◆ What the task requires ◆
Going through the entries below, copy out each line that contains "core".

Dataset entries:

• • • • • • •

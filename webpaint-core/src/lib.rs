//! webpaint-core: pixel surfaces, colors and drawing primitives for WebPaint.
//!
//! Design rules:
//! - Pixels are 8-bit straight-alpha RGBA, stored densely (W x H x 4 bytes).
//! - Drawing is immediate-mode: every primitive rasterizes straight into a surface.
//! - Out-of-bounds coordinates are clipped, never fatal.
//! - Each primitive covers a pixel at most once, so translucent colors blend once.

use thiserror::Error;

pub mod color;
pub mod geometry;
pub mod raster;
pub mod style;
pub mod surface;

pub use color::Color;
pub use geometry::Point;
pub use style::{Style, StylePanel, Tool, ToolKind};
pub use surface::{PixelSurface, PreviewSurface, Surface};

/// Errors raised while validating drawing inputs.
#[derive(Debug, Clone, PartialEq, Error)]
pub enum PaintError {
    #[error("invalid color: {input:?}")]
    InvalidColor { input: String },

    #[error("stroke width must be a positive finite number, got {value}")]
    InvalidStrokeWidth { value: f32 },

    #[error("surface dimensions must be positive: {width}x{height}")]
    InvalidDimensions { width: u32, height: u32 },
}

• • • • • • •

◆ Exercise response ◆
filename webpaint-core/src/lib.rs
//! webpaint-core: pixel surfaces, colors and drawing primitives for WebPaint.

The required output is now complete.